The Triton Inference Server is available as buildable source code, but the easiest way to install and run Triton is to use the pre-built Docker image available from the NVIDIA GPU Cloud (NGC).
Before you can use the Triton Docker image you must install Docker. If you plan on using a GPU for inference you must also install the NVIDIA Container Toolkit. DGX users should follow Preparing to use NVIDIA Containers.
Pull the image using the following command.
$ docker pull nvcr.io/nvidia/tritonserver:<xx.yy>-py3
Where <xx.yy> is the version of Triton that you want to pull.
The model repository is the directory where you place the models that you want Triton to serve. An example model repository is included in the docs/examples/model_repository. Before using the repository, you must fetch any missing model definition files from their public model zoos via the provided script.
$ cd docs/examples
$ ./fetch_models.sh
Triton is optimized to provide the best inferencing performance by using GPUs, but it can also work on CPU-only systems. In both cases you can use the same Triton Docker image.
Use the following command to run Triton with the example model repository you just created. The NVIDIA Container Toolkit must be installed for Docker to recognize the GPU(s). The --gpus=1 flag indicates that 1 system GPU should be made available to Triton for inferencing.
$ docker run --gpus=1 --rm -p8000:8000 -p8001:8001 -p8002:8002 -v/full/path/to/docs/examples/model_repository:/models nvcr.io/nvidia/tritonserver:<xx.yy>-py3 tritonserver --model-repository=/models
Where <xx.yy> is the version of Triton that you want to use (and pulled above). After you start Triton you will see output on the console showing the server starting up and loading the model. When you see output like the following, Triton is ready to accept inference requests.
+----------------------+---------+--------+
| Model | Version | Status |
+----------------------+---------+--------+
| <model_name> | <v> | READY |
| .. | . | .. |
| .. | . | .. |
+----------------------+---------+--------+
...
...
...
I1002 21:58:57.891440 62 grpc_server.cc:3914] Started GRPCInferenceService at 0.0.0.0:8001
I1002 21:58:57.893177 62 http_server.cc:2717] Started HTTPService at 0.0.0.0:8000
I1002 21:58:57.935518 62 http_server.cc:2736] Started Metrics Service at 0.0.0.0:8002
All the models should show "READY" status to indicate that they loaded correctly. If a model fails to load the status will report the failure and a reason for the failure.
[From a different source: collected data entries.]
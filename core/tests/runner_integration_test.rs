// Licensed under the Apache License, Version 2.0 <LICENSE-APACHE or
// https://www.apache.org/licenses/LICENSE-2.0> or the MIT license
// <LICENSE-MIT or https://opensource.org/licenses/MIT>, at your
// option. This file may not be copied, modified, or distributed
// except according to those terms.

//! End-to-end job lifecycle tests over the full component stack.

mod common;

use std::time::Duration;

use meridian_core::jobs::{Constraints, JobSpec, ModelSpec};
use meridian_core::scheduler::JobProgress;
use meridian_core::{cancel_job, EnvelopeQueue, ExecutionStatus, JobStatus, Region, Repository};

use common::{fast_retry, provider_mock, Harness};

fn spec_2x2x2() -> JobSpec {
    JobSpec {
        models: vec![
            ModelSpec {
                id: "m1".to_string(),
                regions: vec![Region::UsEast, Region::EuWest],
            },
            ModelSpec {
                id: "m2".to_string(),
                regions: vec![Region::UsEast, Region::EuWest],
            },
        ],
        questions: vec!["q1".to_string(), "q2".to_string()],
        constraints: Constraints {
            job_timeout_secs: 30,
            provider_timeout_secs: 5,
            min_success_rate: 0.5,
        },
    }
}

/// Happy path: 2 models x 2 regions x 2 questions, all providers healthy.
#[tokio::test]
async fn test_happy_path_2x2x2() {
    let us = provider_mock(
        "us-provider",
        Region::UsEast,
        "A thorough answer from the us-east deployment.",
        Duration::ZERO,
    )
    .await;
    let eu = provider_mock(
        "eu-provider",
        Region::EuWest,
        "A thorough answer from the eu-west deployment.",
        Duration::ZERO,
    )
    .await;

    let harness = Harness::start(
        vec![us.endpoint.clone(), eu.endpoint.clone()],
        fast_retry(),
    )
    .await;

    let job = harness.submit("job-happy", &spec_2x2x2()).await;
    let done = harness
        .wait_terminal("job-happy", Duration::from_secs(10))
        .await;

    assert_eq!(done.job_status().unwrap(), JobStatus::Completed);
    assert_eq!(done.completed_count, 8);
    assert_eq!(done.failed_count, 0);

    let rows = harness.repo.list_executions(job.internal_id).await.unwrap();
    assert_eq!(rows.len(), 8);
    for row in &rows {
        assert_eq!(row.execution_status().unwrap(), ExecutionStatus::Completed);
        assert!(row.completed_at.is_some());

        // Strict region lock: the provider that served the call lives in
        // the row's own region.
        let expected_provider = match row.execution_region().unwrap() {
            Region::UsEast => "us-provider",
            Region::EuWest => "eu-provider",
            other => panic!("unexpected region {other}"),
        };
        assert_eq!(row.provider_id, expected_provider);

        let receipt = row.receipt.as_ref().expect("receipt persisted");
        assert_eq!(receipt["provider"]["region"], row.region);
        assert_eq!(receipt["classification"], "substantive");
    }

    // Question sequencing per region: every q1 start precedes every q2
    // start within the same region.
    for region in [Region::UsEast, Region::EuWest] {
        let started = |question: &str| {
            rows.iter()
                .filter(|r| {
                    r.region == region.as_str() && r.question_id.as_deref() == Some(question)
                })
                .map(|r| r.started_at.expect("started_at"))
                .collect::<Vec<_>>()
        };
        let q1 = started("q1");
        let q2 = started("q2");
        assert_eq!(q1.len(), 2);
        assert_eq!(q2.len(), 2);
        let latest_q1 = q1.iter().max().unwrap();
        let earliest_q2 = q2.iter().min().unwrap();
        assert!(latest_q1 <= earliest_q2, "question order violated in {region}");
    }
}

/// A duplicate envelope for a finished job is dropped without touching
/// state or the dead-letter queue.
#[tokio::test]
async fn test_duplicate_envelope_for_terminal_job_is_dropped() {
    let us = provider_mock("us-provider", Region::UsEast, "An adequate answer, long enough.", Duration::ZERO).await;
    let harness = Harness::start(vec![us.endpoint.clone()], fast_retry()).await;

    let spec = JobSpec {
        models: vec![ModelSpec {
            id: "m1".to_string(),
            regions: vec![Region::UsEast],
        }],
        questions: vec!["q1".to_string()],
        constraints: Constraints::default(),
    };

    let job = harness.submit("job-dup", &spec).await;
    harness
        .wait_terminal("job-dup", Duration::from_secs(10))
        .await;

    let before = harness.repo.list_executions(job.internal_id).await.unwrap();

    // Publisher crash between push and mark-published: the same envelope
    // arrives again.
    harness
        .queue
        .push(meridian_core::Envelope::new(job.internal_id, "job-dup", 0))
        .await
        .unwrap();
    tokio::time::sleep(Duration::from_millis(300)).await;

    let after = harness.repo.list_executions(job.internal_id).await.unwrap();
    assert_eq!(before.len(), after.len());
    assert_eq!(harness.queue.dead_letter_len().await, 0);

    let job = harness.repo.job(job.internal_id).await.unwrap().unwrap();
    assert_eq!(job.job_status().unwrap(), JobStatus::Completed);
}

/// Redelivered work against already-persisted units records
/// duplicate_skipped rows and nothing else.
#[tokio::test]
async fn test_redelivered_units_record_duplicate_skipped() {
    let us = provider_mock("us-provider", Region::UsEast, "An adequate answer, long enough.", Duration::ZERO).await;
    let harness = Harness::start(vec![us.endpoint.clone()], fast_retry()).await;

    let spec = JobSpec {
        models: vec![ModelSpec {
            id: "m1".to_string(),
            regions: vec![Region::UsEast],
        }],
        questions: vec!["q1".to_string(), "q2".to_string()],
        constraints: Constraints::default(),
    };

    let job = harness.submit("job-redeliver", &spec).await;
    harness
        .wait_terminal("job-redeliver", Duration::from_secs(10))
        .await;

    // A second runner that somehow got past the claim would re-schedule the
    // same matrix; the auto-stop check absorbs every unit.
    let progress = JobProgress::new(
        spec.matrix_size(),
        tokio_util::sync::CancellationToken::new(),
    );
    harness
        .scheduler
        .submit_job(job.internal_id, "job-redeliver", &spec, &progress);
    progress.wait_all().await;

    let rows = harness.repo.list_executions(job.internal_id).await.unwrap();
    let completed = rows
        .iter()
        .filter(|r| r.execution_status().unwrap() == ExecutionStatus::Completed)
        .count();
    let skipped = rows
        .iter()
        .filter(|r| r.execution_status().unwrap() == ExecutionStatus::DuplicateSkipped)
        .count();

    assert_eq!(completed, 2);
    assert_eq!(skipped, 2);

    // At most one completed row per unit.
    for row in rows.iter().filter(|r| r.status == "completed") {
        let same_unit_completed = rows
            .iter()
            .filter(|r| r.unit_key() == row.unit_key() && r.status == "completed")
            .count();
        assert_eq!(same_unit_completed, 1);
    }
}

/// User cancel mid-flight: completed rows stay, open rows are swept, the
/// context aborts in-flight calls.
#[tokio::test]
async fn test_user_cancel_mid_flight() {
    let us = provider_mock(
        "us-provider",
        Region::UsEast,
        "An adequate answer, long enough.",
        Duration::from_millis(400),
    )
    .await;
    let harness = Harness::start(vec![us.endpoint.clone()], fast_retry()).await;

    let spec = JobSpec {
        models: vec![ModelSpec {
            id: "m1".to_string(),
            regions: vec![Region::UsEast],
        }],
        questions: (1..=4).map(|i| format!("q{i}")).collect(),
        constraints: Constraints {
            job_timeout_secs: 30,
            provider_timeout_secs: 5,
            min_success_rate: 0.0,
        },
    };

    let job = harness.submit("job-cancel", &spec).await;

    // Let the first question land, then cancel while later ones are
    // pending or in flight.
    harness
        .wait_executions(job.internal_id, 1, Duration::from_secs(5))
        .await;
    tokio::time::sleep(Duration::from_millis(500)).await;

    let outcome = cancel_job(
        harness.repo.as_ref(),
        &harness.contexts,
        "job-cancel",
        Some("wallet-1"),
    )
    .await
    .expect("cancel succeeds");
    assert_eq!(outcome.status, JobStatus::Cancelled);
    assert!(outcome.context_signalled);

    let done = harness
        .wait_terminal("job-cancel", Duration::from_secs(5))
        .await;
    assert_eq!(done.job_status().unwrap(), JobStatus::Cancelled);

    // Give the workers a moment to drain the remaining batches as
    // cancelled rows.
    harness
        .wait_executions(job.internal_id, 4, Duration::from_secs(5))
        .await;

    let rows = harness.repo.list_executions(job.internal_id).await.unwrap();
    let mut completed = 0;
    for row in &rows {
        let status = row.execution_status().unwrap();
        assert!(
            !matches!(status, ExecutionStatus::Pending | ExecutionStatus::Running),
            "open row survived cancel: {row:?}"
        );
        if status == ExecutionStatus::Completed {
            completed += 1;
        }
    }
    assert!(completed >= 1, "first question should have completed");
    assert!(completed < 4, "cancel arrived before the job finished");

    // Idempotent: cancelling again succeeds without new effects.
    let again = cancel_job(
        harness.repo.as_ref(),
        &harness.contexts,
        "job-cancel",
        Some("wallet-1"),
    )
    .await
    .expect("second cancel succeeds");
    assert_eq!(again.status, JobStatus::Cancelled);
    assert_eq!(again.cancelled_executions, 0);
}

/// Cancel by a non-owner is rejected.
#[tokio::test]
async fn test_cancel_requires_ownership() {
    let us = provider_mock("us-provider", Region::UsEast, "An adequate answer, long enough.", Duration::ZERO).await;
    let harness = Harness::start(vec![us.endpoint.clone()], fast_retry()).await;

    let spec = JobSpec {
        models: vec![ModelSpec {
            id: "m1".to_string(),
            regions: vec![Region::UsEast],
        }],
        questions: vec!["q1".to_string()],
        constraints: Constraints::default(),
    };
    harness.submit("job-owned", &spec).await;

    let err = cancel_job(
        harness.repo.as_ref(),
        &harness.contexts,
        "job-owned",
        Some("someone-else"),
    )
    .await
    .unwrap_err();
    assert!(matches!(err, meridian_core::CancelError::NotOwner(_)));
}

/// Job timeout: a slow provider cannot hold the job past its deadline.
#[tokio::test]
async fn test_job_timeout() {
    let us = provider_mock(
        "us-provider",
        Region::UsEast,
        "An adequate answer, long enough.",
        Duration::from_secs(10),
    )
    .await;
    let harness = Harness::start(vec![us.endpoint.clone()], fast_retry()).await;

    let spec = JobSpec {
        models: vec![ModelSpec {
            id: "m1".to_string(),
            regions: vec![Region::UsEast],
        }],
        questions: vec!["q1".to_string()],
        constraints: Constraints {
            job_timeout_secs: 1,
            provider_timeout_secs: 30,
            min_success_rate: 0.5,
        },
    };

    let job = harness.submit("job-timeout", &spec).await;
    let done = harness
        .wait_terminal("job-timeout", Duration::from_secs(5))
        .await;

    assert_eq!(done.job_status().unwrap(), JobStatus::Failed);
    assert!(done.reason.as_deref().unwrap_or("").contains("timed out"));

    let rows = harness.repo.list_executions(job.internal_id).await.unwrap();
    for row in &rows {
        let status = row.execution_status().unwrap();
        assert!(
            matches!(
                status,
                ExecutionStatus::Cancelled | ExecutionStatus::Failed
            ),
            "unexpected status after timeout: {status}"
        );
    }
}

/// Empty questions: one execution per (model, region) with a NULL question.
#[tokio::test]
async fn test_empty_questions_boundary() {
    let us = provider_mock("us-provider", Region::UsEast, "An adequate answer, long enough.", Duration::ZERO).await;
    let harness = Harness::start(vec![us.endpoint.clone()], fast_retry()).await;

    let spec = JobSpec {
        models: vec![ModelSpec {
            id: "m1".to_string(),
            regions: vec![Region::UsEast],
        }],
        questions: vec![],
        constraints: Constraints::default(),
    };

    let job = harness.submit("job-legacy", &spec).await;
    let done = harness
        .wait_terminal("job-legacy", Duration::from_secs(10))
        .await;

    assert_eq!(done.job_status().unwrap(), JobStatus::Completed);

    let rows = harness.repo.list_executions(job.internal_id).await.unwrap();
    assert_eq!(rows.len(), 1);
    assert!(rows[0].question_id.is_none());
    assert_eq!(
        rows[0].execution_status().unwrap(),
        ExecutionStatus::Completed
    );
}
If your model is not displayed in the table check the path to the model repository and your CUDA drivers.
On a system without GPUs, Triton should be run without using the --gpus flag to Docker, but is otherwise identical to what is described above.
$ docker run --rm -p8000:8000 -p8001:8001 -p8002:8002 -v/full/path/to/docs/examples/model_repository:/models nvcr.io/nvidia/tritonserver:<xx.yy>-py3 tritonserver --model-repository=/models
Because the --gpus flag is not used, a GPU is not available and Triton will therefore be unable to load any model configuration that requires a GPU.
Use Triton’s ready endpoint to verify that the server and the models are ready for inference. From the host system use curl to access the HTTP endpoint that indicates server status.
$ curl -v localhost:8000/v2/health/ready
...
< HTTP/1.1 200 OK
< Content-Length: 0
< Content-Type: text/plain
The HTTP request returns status 200 if Triton is ready and non-200 if it is not ready.
Use docker pull to get the client libraries and examples image from NGC.
$ docker pull nvcr.io/nvidia/tritonserver:<xx.yy>-py3-sdk
Where <xx.yy> is the version that you want to pull. Run the client image.
$ docker run -it --rm --net=host nvcr.io/nvidia/tritonserver:<xx.yy>-py3-sdk
From within the nvcr.io/nvidia/tritonserver:<xx.yy>-py3-sdk image, run the example image-client application to perform image classification using the example densenet_onnx model.
To send a request for the densenet_onnx model use an image from the /workspace/images directory. In this case we ask for the top 3 classifications.
$ /workspace/install/bin/image_client -m densenet_onnx -c 3 -s INCEPTION /workspace/images/mug.jpg
Request 0, batch size 1
Image '/workspace/images/mug.jpg':
15.346230 (504) = COFFEE MUG
13.224326 (968) = CUP
10.422965 (505) = COFFEEPOT